Here's another nice mess you've gotten me into |
Here’s another nice mess you’ve gotten me
into
Apprentice Rinpoche, I know you
don’t like to answer questions in letters when the answer
would be the length of a book or an hour’s
teaching—but is it possible to say anything brief about why
it is that we are addicted to dualism?
Ngak’chang Rinpoche When
the beginningless empty essence of being gives rise to the vivid
display of the nature of being, we manifest physical form, the
energy of being. This physical manifestation shimmers between
wonderment and bewilderment. Bewilderment is brought about by the
poignant poetry of Nirmanakaya in which the experience of loss
can be reified. If we dwell in this reification a sense can arise
in which we have strayed from the open dimension of
being—and although this cannot be the case, we can imagine
it to be so. If we then attempt to return from whence we
came—having never moved from the spaciousness from whence
we came—we create the illusion of duality.

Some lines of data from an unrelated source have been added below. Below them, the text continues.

//! Finding and checking `.pie` files.
//!
//! Every file is parsed independently, so a batch is split across scoped
//! worker threads. Each worker owns its parser state; only the shared
//! configuration is borrowed.

use std::fs;
use std::num::NonZeroUsize;
use std::path::{Path, PathBuf};
use std::thread;

use tracing::debug;
use walkdir::WalkDir;

use crate::config::ParserConfig;
use crate::errors::PieError;
use crate::syntax::{parse_with_config, SyntaxTree};

pub const PIE_EXTENSION: &str = "pie";

/// The outcome of checking one file.
#[derive(Debug)]
pub struct FileReport {
    pub path: PathBuf,
    pub result: Result<SyntaxTree, PieError>,
}

impl FileReport {
    pub fn is_ok(&self) -> bool {
        self.result.is_ok()
    }
}

/// Recursively collects `.pie` files under `root`. A file path is returned as
/// is, whatever its extension. The list is sorted.
pub fn discover_pie_files<P: AsRef<Path>>(root: P) -> Result<Vec<PathBuf>, PieError> {
    let root = root.as_ref();
    if root.is_file() {
        return Ok(vec![root.to_path_buf()]);
    }

    let mut files = Vec::new();
    for entry in WalkDir::new(root) {
        let entry = entry.map_err(|e| PieError::io(root.display(), e.into()))?;
        if entry.file_type().is_file() && is_pie_file(entry.path()) {
            files.push(entry.into_path());
        }
    }
    files.sort();
    Ok(files)
}

pub fn is_pie_file(path: &Path) -> bool {
    path.extension().is_some_and(|ext| ext == PIE_EXTENSION)
}

/// Reads and parses a single file.
pub fn check_file(path: &Path, config: &ParserConfig) -> Result<SyntaxTree, PieError> {
    let name = path.display().to_string();
    let source = fs::read_to_string(path).map_err(|e| PieError::io(&name, e))?;
    parse_with_config(&source, config).map_err(|error| PieError::syntax(error, name, source))
}

/// Checks `paths` on up to `jobs` threads. Reports come back in the order of
/// `paths`.
pub fn check_files(paths: &[PathBuf], config: &ParserConfig, jobs: NonZeroUsize) -> Vec<FileReport> {
    if paths.is_empty() {
        return Vec::new();
    }
    let chunk_size = paths.len().div_ceil(jobs.get());
    debug!(files = paths.len(), jobs = jobs.get(), "checking");

    thread::scope(|scope| {
        let workers: Vec<_> = paths
            .chunks(chunk_size)
            .map(|chunk| {
                scope.spawn(move || {
                    chunk
                        .iter()
                        .map(|path| FileReport {
                            path: path.clone(),
                            result: check_file(path, config),
                        })
                        .collect::<Vec<_>>()
                })
            })
            .collect();

        workers
            .into_iter()
            .flat_map(|worker| match worker.join() {
                Ok(reports) => reports,
                Err(panic) => std::panic::resume_unwind(panic),
            })
            .collect()
    })
}

/// Number of worker threads to use when the caller has no preference.
pub fn default_jobs() -> NonZeroUsize {
    thread::available_parallelism().unwrap_or(NonZeroUsize::MIN)
}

As soon as the
illusion of duality appears to exist, ‘groundless
anxiety’ arises, like wind from an empty
sky. ‘Groundless anxiety’ is the root of paranoia;
and when paranoia becomes the pattern of perception, the sense of
‘isolation’ is sparked and fanned into
flames. ‘Isolation’ is the root of
‘obsession’, with foci of seductive proximity; and
when ‘obsession’ becomes the pattern of our
perception, we feel flooded by ‘fear’ of
demise. ‘Fear’ is the root of
‘aggression’ which freezes perception, dividing form
from emptiness. Experiencing this division, we evolve divisive
strategies in order to align ourselves with form, and to distance
ourselves from emptiness. These strategies are the root of
‘territorialism’, the need to control everything
within our sense fields. Everything within our sense fields is
then manipulated referentially in order to prove that we can
imagine ourselves to be ‘defined’,
‘continuous’, ‘separate’,
‘permanent’ and ‘solid’. I think Oliver
Hardy said it best when he said to Stanley Laurel,
“Here’s another nice mess you’ve gotten me
into.”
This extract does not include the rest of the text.